On February 7, Jonathan Yardley published a rant in The Washington Post about how the once noble art of press criticism has deteriorated into ‘just another variation on the culture of narcissism, celebrity and gossip.’ Exhibit A was, of course, the popular Web site MediaGossip.com, and Yardley dutifully spanked the Poynter Institute for retailing such trivial fare.
Yardley fretted over “the way we live now,” in that media reporters produce countless stories about media personalities, and contrasted it with “the long distant days of my apprenticeship,” when journalists were taught to check their egos at the door. And he waxed nostalgic about the socially conscious press critics who contributed to [MORE] magazine in the Watergate era.
Yo, Jonathan. If you’re looking for substance, check out the Web site at www.mediachannel.org, which I’m sure you’ll find edifying. In fact, Walter Cronkite thinks so highly of it that he wants you “to make Media Channel your portal to the Internet.”
Media Channel is the brainchild of Danny Schechter, an independent TV producer who says he got into alternative journalism “in the ’60s, because of what was known at the time as a credibility gap in the media. We became very skilled at reading between the lines about how the media works.”
Schechter later worked at CNN and ABC, won a Nieman Fellowship and two Emmy Awards. In 1987, he and Rory O’Connor started Globalvision, an independent company that produces documentaries on social issues. Globalvision has typically produced quality work, but sometimes had trouble distributing it to a mass market.

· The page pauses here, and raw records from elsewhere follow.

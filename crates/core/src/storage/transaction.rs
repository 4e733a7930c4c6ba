//! Transaction runner.
//!
//! The body receives the transactional scope as an explicit argument and
//! must do all of its reads and writes through it.

use futures_util::future::BoxFuture;

use crate::poll::PollId;

use super::{EntityStore, Result, TransactionScope};

/// Runs `body` inside a transaction on `group`.
///
/// Commits when the body succeeds and rolls back when it fails, returning the
/// body's error. Nothing is retried.
///
/// ```ignore
/// let total = run_in_transaction(store, poll_id, move |tx| {
///     Box::pin(async move {
///         let poll = tx.get(&EntityKey::Poll(poll_id)).await?;
///         Ok(poll.is_some())
///     })
/// })
/// .await?;
/// ```
pub async fn run_in_transaction<T, F>(store: &dyn EntityStore, group: PollId, body: F) -> Result<T>
where
    T: Send,
    F: for<'tx> FnOnce(&'tx mut dyn TransactionScope) -> BoxFuture<'tx, Result<T>> + Send,
{
    let mut tx = store.begin(group).await?;

    match body(tx.scope()).await {
        Ok(value) => {
            tx.commit().await?;
            Ok(value)
        }
        Err(err) => {
            // A failed rollback still leaves nothing committed.
            if let Err(rollback_err) = tx.rollback().await {
                tracing::warn!(group = %group, error = %rollback_err, "Rollback failed");
            }
            Err(err)
        }
    }
}

#[cfg(test)]
mod tests {
    use std::sync::atomic::{AtomicUsize, Ordering};
    use std::sync::Arc;

    use async_trait::async_trait;

    use super::*;
    use crate::storage::{Entity, EntityKey, EntityQuery, RepositoryError, StoreTransaction};

    /// Store whose transactions count commits and always fail to roll back.
    #[derive(Default)]
    struct FlakyStore {
        commits: Arc<AtomicUsize>,
        rollbacks: Arc<AtomicUsize>,
    }

    struct FlakyTransaction {
        commits: Arc<AtomicUsize>,
        rollbacks: Arc<AtomicUsize>,
    }

    #[async_trait]
    impl EntityStore for FlakyStore {
        async fn get(&self, _key: &EntityKey) -> Result<Option<Entity>> {
            Ok(None)
        }

        async fn get_multi(&self, keys: &[EntityKey]) -> Result<Vec<Option<Entity>>> {
            Ok(vec![None; keys.len()])
        }

        async fn put_multi(&self, _entities: &[Entity]) -> Result<()> {
            Ok(())
        }

        async fn query(&self, _query: &EntityQuery) -> Result<Vec<Entity>> {
            Ok(Vec::new())
        }

        async fn allocate_poll_id(&self) -> Result<PollId> {
            Ok(PollId(1))
        }

        async fn begin(&self, _group: PollId) -> Result<Box<dyn StoreTransaction>> {
            Ok(Box::new(FlakyTransaction {
                commits: self.commits.clone(),
                rollbacks: self.rollbacks.clone(),
            }))
        }

        async fn ping(&self) -> Result<()> {
            Ok(())
        }
    }

    #[async_trait]
    impl TransactionScope for FlakyTransaction {
        async fn get(&mut self, _key: &EntityKey) -> Result<Option<Entity>> {
            Ok(None)
        }

        async fn put(&mut self, _entity: Entity) -> Result<()> {
            Ok(())
        }
    }

    #[async_trait]
    impl StoreTransaction for FlakyTransaction {
        fn scope(&mut self) -> &mut dyn TransactionScope {
            self
        }

        async fn commit(self: Box<Self>) -> Result<()> {
            self.commits.fetch_add(1, Ordering::SeqCst);
            Ok(())
        }

        async fn rollback(self: Box<Self>) -> Result<()> {
            self.rollbacks.fetch_add(1, Ordering::SeqCst);
            Err(RepositoryError::StoreUnavailable("rollback failed".to_string()))
        }
    }

    #[tokio::test]
    async fn test_success_commits_and_returns_value() {
        let store = FlakyStore::default();

        let value = run_in_transaction(&store, PollId(1), |_tx| Box::pin(async move { Ok(7) }))
            .await
            .unwrap();

        assert_eq!(value, 7);
        assert_eq!(store.commits.load(Ordering::SeqCst), 1);
        assert_eq!(store.rollbacks.load(Ordering::SeqCst), 0);
    }

    #[tokio::test]
    async fn test_failed_rollback_returns_body_error() {
        let store = FlakyStore::default();

        let result: Result<()> = run_in_transaction(&store, PollId(1), |_tx| {
            Box::pin(async move { Err(RepositoryError::InvalidArgument("bad".to_string())) })
        })
        .await;

        assert_eq!(
            result,
            Err(RepositoryError::InvalidArgument("bad".to_string()))
        );
        assert_eq!(store.commits.load(Ordering::SeqCst), 0);
        assert_eq!(store.rollbacks.load(Ordering::SeqCst), 1);
    }
}
//! In-memory entity store.

use std::collections::{BTreeMap, HashMap};
use std::sync::atomic::{AtomicI64, Ordering};
use std::sync::Arc;

use async_trait::async_trait;
use tokio::sync::{Mutex, OwnedMutexGuard, RwLock};

use polly_core::poll::PollId;
use polly_core::storage::{
    ensure_in_group, Entity, EntityKey, EntityQuery, EntityStore, Result, StoreTransaction,
    TransactionScope,
};

type Records = Arc<RwLock<BTreeMap<EntityKey, Entity>>>;

/// In-memory storage backend.
///
/// Records live in a `BTreeMap` behind an `Arc<RwLock<_>>`. Each entity group
/// has its own async mutex, held by a transaction from `begin` until it ends,
/// so transactions on the same poll run one at a time while different polls
/// proceed in parallel. Data is lost when the last clone is dropped.
#[derive(Debug, Clone)]
pub struct InMemoryStore {
    records: Records,
    groups: Arc<Mutex<HashMap<PollId, Arc<Mutex<()>>>>>,
    next_poll_id: Arc<AtomicI64>,
}

impl Default for InMemoryStore {
    fn default() -> Self {
        Self::new()
    }
}

impl InMemoryStore {
    /// Creates a new empty store.
    pub fn new() -> Self {
        Self {
            records: Arc::new(RwLock::new(BTreeMap::new())),
            groups: Arc::new(Mutex::new(HashMap::new())),
            next_poll_id: Arc::new(AtomicI64::new(1)),
        }
    }

    /// Returns the lock for `group`, dropping locks nobody holds or awaits.
    async fn group_lock(&self, group: PollId) -> Arc<Mutex<()>> {
        let mut groups = self.groups.lock().await;
        groups.retain(|_, lock| Arc::strong_count(lock) > 1);
        groups.entry(group).or_default().clone()
    }
}

#[async_trait]
impl EntityStore for InMemoryStore {
    async fn get(&self, key: &EntityKey) -> Result<Option<Entity>> {
        let records = self.records.read().await;
        Ok(records.get(key).cloned())
    }

    async fn get_multi(&self, keys: &[EntityKey]) -> Result<Vec<Option<Entity>>> {
        let records = self.records.read().await;
        Ok(keys.iter().map(|key| records.get(key).cloned()).collect())
    }

    async fn put_multi(&self, entities: &[Entity]) -> Result<()> {
        let mut records = self.records.write().await;
        for entity in entities {
            records.insert(entity.key(), entity.clone());
        }
        Ok(())
    }

    async fn query(&self, query: &EntityQuery) -> Result<Vec<Entity>> {
        let records = self.records.read().await;

        let results = match query {
            EntityQuery::PollsByOwner(owner) => {
                let mut polls: Vec<Entity> = records
                    .values()
                    .filter(|e| matches!(e, Entity::Poll(poll) if &poll.owner == owner))
                    .cloned()
                    .collect();
                polls.sort_by(|a, b| match (a, b) {
                    (Entity::Poll(a), Entity::Poll(b)) => b
                        .created_at
                        .cmp(&a.created_at)
                        .then_with(|| b.id.cmp(&a.id)),
                    _ => std::cmp::Ordering::Equal,
                });
                polls
            }
        };

        Ok(results)
    }

    async fn allocate_poll_id(&self) -> Result<PollId> {
        Ok(PollId(self.next_poll_id.fetch_add(1, Ordering::SeqCst)))
    }

    async fn begin(&self, group: PollId) -> Result<Box<dyn StoreTransaction>> {
        let guard = self.group_lock(group).await.lock_owned().await;

        Ok(Box::new(InMemoryTransaction {
            group,
            records: self.records.clone(),
            staged: BTreeMap::new(),
            _guard: guard,
        }))
    }

    async fn ping(&self) -> Result<()> {
        Ok(())
    }
}

/// Transaction over one entity group.
///
/// Writes are staged locally and only reach the shared map on commit.
struct InMemoryTransaction {
    group: PollId,
    records: Records,
    staged: BTreeMap<EntityKey, Entity>,
    _guard: OwnedMutexGuard<()>,
}

#[async_trait]
impl TransactionScope for InMemoryTransaction {
    async fn get(&mut self, key: &EntityKey) -> Result<Option<Entity>> {
        ensure_in_group(self.group, key)?;

        if let Some(entity) = self.staged.get(key) {
            return Ok(Some(entity.clone()));
        }
        let records = self.records.read().await;
        Ok(records.get(key).cloned())
    }

    async fn put(&mut self, entity: Entity) -> Result<()> {
        let key = entity.key();
        ensure_in_group(self.group, &key)?;
        self.staged.insert(key, entity);
        Ok(())
    }
}

#[async_trait]
impl StoreTransaction for InMemoryTransaction {
    fn scope(&mut self) -> &mut dyn TransactionScope {
        self
    }

    async fn commit(self: Box<Self>) -> Result<()> {
        let mut records = self.records.write().await;
        records.extend(self.staged);
        Ok(())
    }

    async fn rollback(self: Box<Self>) -> Result<()> {
        Ok(())
    }
}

With the rise of the Internet, Schechter saw a chance for more impact. He admired the business model of OneWorld.net, a nonprofit British site with links to about 700 nongovernmental organizations, so he convinced One World Online to partner with Globalvision New Media and to share its search engine. George Soros’s Open Society Institute (OSI) and the law firm Fish & Neave donated computers, and former ad exec Ken Ferris designed the Web site. Several foundations kicked in seed money, including the Rockefeller Foundation and OSI.
The result, www.mediachannel.org, is a one-of-a-kind “super-site” that provides issues-oriented, “reliable and critical” information about the media. Features include a daily news roundup, reports from hot spots such as South Africa, China, and Sarajevo, forums on the pros and cons of online journalism, and op-eds by the likes of Nadine Gordimer. “We’re different from the media critics who focus on personalities or mistakes,” says Schechter, now executive editor of the site. “We’re looking at institutions and at media on an international stage.”

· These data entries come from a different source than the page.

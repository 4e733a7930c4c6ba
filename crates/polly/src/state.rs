//! Application state.
//!
//! This module defines the shared application state that is passed to all
//! request handlers. Storage sits behind an `EntityStore` trait object; the
//! concrete backend is chosen via feature flags.

use std::sync::Arc;

use polly_core::storage::EntityStore;

use crate::config::Config;
use crate::repository::PollRepository;
use crate::storage::InMemoryStore;

/// Shared application state.
///
/// This is cloned for each request handler and contains shared resources.
#[derive(Clone)]
pub struct AppState {
    /// Entity store, used directly by the vote engine and readiness checks.
    pub store: Arc<dyn EntityStore>,
    /// Poll repository over the same store.
    pub polls: PollRepository,
    /// Lower-cased name of the header carrying the caller identity.
    pub identity_header: Arc<str>,
}

impl AppState {
    /// Creates a new AppState over the given store.
    pub fn build(store: Arc<dyn EntityStore>, config: &Config) -> Self {
        Self {
            polls: PollRepository::new(store.clone()),
            store,
            identity_header: Arc::from(config.identity_header.as_str()),
        }
    }

    /// Creates AppState with a fresh in-memory store.
    #[cfg_attr(feature = "sqlite", allow(dead_code))]
    pub fn in_memory(config: &Config) -> Self {
        Self::build(Arc::new(InMemoryStore::new()), config)
    }
}

// ============================================================================
// Factory functions for the configured backend
// ============================================================================

#[cfg(feature = "sqlite")]
mod sqlite_backend {
    use super::*;
    use crate::storage::SqliteStore;

    impl AppState {
        /// Creates AppState with SQLite storage.
        pub async fn new(config: &Config) -> Result<Self, anyhow::Error> {
            let store =
                SqliteStore::new(&config.sqlite_path, config.sqlite_busy_timeout()).await?;

            tracing::info!(path = %config.sqlite_path, "Opened SQLite store");
            Ok(Self::build(Arc::new(store), config))
        }
    }
}

#[cfg(not(feature = "sqlite"))]
mod inmemory_backend {
    use super::*;

    impl AppState {
        /// Creates AppState with in-memory storage.
        /// Data does not survive a restart.
        pub async fn new(config: &Config) -> Result<Self, anyhow::Error> {
            tracing::warn!("Using in-memory store; data will be lost on shutdown");
            Ok(Self::in_memory(config))
        }
    }
}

The chat room should be up soon, and the site already invites whistle-blowers to submit anonymous tips—a function that caught Cronkite’s attention. In a written endorsement, Cronkite encouraged “people inside the media” to drop a dime on employers who pressure them “to go along, to get along, to place the needs of advertisers or companies above the public’s need for reliable information.” Schechter says they’ve already gotten a few tips.
Despite its limited budget (projected operating costs of $1 million a year), Media Channel may turn into a critical success. Its launch has Cronkite talking like Otis Chandler, Bill Kovach writing fan mail, and media celebs Ken Auletta and Michael Wolff lending their names to a recent roundtable on merger mania. So you’d think the mainstream media would have jumped on the story by now. (Guess again.) But the lack of interest doesn’t surprise Schechter, who explains, “I don’t think a lot of media institutions want to strengthen independent media perspectives.”

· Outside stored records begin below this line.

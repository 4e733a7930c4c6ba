//! Health check endpoints for Kubernetes-style probes.
//!
//! - `/livez` - Basic liveness probe (immediate 200, no checks)
//! - `/readyz` - Readiness probe (store round trip)

use axum::{
    extract::State,
    http::StatusCode,
    response::{IntoResponse, Response},
    Json,
};

use crate::state::AppState;

/// GET /livez - Basic liveness probe.
///
/// Returns 200 immediately. Used to check if the server is accepting connections.
#[axum::debug_handler]
pub async fn livez() -> StatusCode {
    StatusCode::OK
}

/// GET /readyz - Readiness probe.
///
/// Pings the entity store. Returns 200 if it answers, 503 otherwise.
#[axum::debug_handler]
pub async fn readyz(State(state): State<AppState>) -> Response {
    match state.store.ping().await {
        Ok(()) => (
            StatusCode::OK,
            Json(serde_json::json!({ "healthy": true })),
        )
            .into_response(),
        Err(e) => {
            tracing::warn!(error = %e, "Readiness check failed");
            (
                StatusCode::SERVICE_UNAVAILABLE,
                Json(serde_json::json!({
                    "healthy": false,
                    "error": e.to_string()
                })),
            )
                .into_response()
        }
    }
}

PS to Yardley: Your thesis falls apart on closer inspection. [MORE] magazine did publish critiques of, for example, press coverage of the bombing of Cambodia, but it also ran personality profiles (Hunter S. Thompson, Marshall McLuhan as the first celebrity media critic) and chronicles of institutional infighting (The New Yorker’s fact-checking feuds, the 1971 resignation of Harper’s editor Willie Morris).
That is, press critics are as self-obsessed as ever. What’s changed in 30 years is the medium, which now distributes a lot more messages a lot faster.
The Disappearing ‘Wound S’
For a case study in editorial spin, consider the February 9 coverage of the testimony of Dr. Joseph Cohen, the pathologist who did the autopsy on Amadou Diallo. Cohen was the final prosecution witness at the Albany trial, and all four daily newspapers in New York captured his point in either headlines or captions (e.g., “Diallo Shot While Down,” the Daily News; “At least one bullet hit Diallo while he was on the floor, a pathologist says,” The New York Times).
You might gauge how important various editors deemed the story by the space they gave it: about 22 inches in the Times; 20 in the News; 13 in Newsday, where columns run wide; and 13 in the New York Post, where columns run tight. But in this case, the illustrations told the real story. While the prosecutors enlightened jurors with photographic and X-ray evidence, editors had to stick to diagrams showing the precise entry and exit points of the 19 bullets that hit Diallo when he was gunned down.
As diagrams go, Newsday’s was the largest and most detailed, showing entry and exit points for all 19 bullets, with explanations corresponding to the coroner’s testimony. The Times’s diagram was smaller, and highlighted all the significant bullet wounds. The News focused narrowly on “Bullets Key to Prosecution Case” and “Bullet Key to Defense”—the latter being the bullet that entered Diallo’s right leg just above the ankle and traveled up his leg, lodging behind the knee.
That ankle bullet, and its corresponding “Wound S,” is a hotly disputed piece of evidence, and three of the papers gave some indication of the complicated debate it inspired between prosecutors, who say it proves Diallo was shot while down, and defense lawyers, who introduced crime scene photos to dispute that allegation. But the Post’s Laura Italiano skipped the complexity, mentioned Wound S only in passing, and failed to flag it as key to Cohen’s thesis.
The Post’s illustrations didn’t shed any more light on the issue. Rather than placing a diagram based on the coroner’s testimony next to the text of the article, as the other three papers did, the Post ran a crime scene drawing on page one, accompanied by the headline, “Deadly Barrage.” The drawing showed 17 bullet wounds, with no indication of entry and exit points, and no clear representation of the controversial Wound S. Two foot wounds were missing altogether. Thus, the Post buried Dr. Cohen’s entire thesis.
The bias returned in a February 13 story, which the Post illustrated with two diagrams showing the opposite directions Diallo’s body might have turned as he was shot. (Clever lead: “It all comes down to spin.”) At the end of the story, Italiano finally introduced readers to “Wound S,” wrapped in a swaddle of defense rhetoric.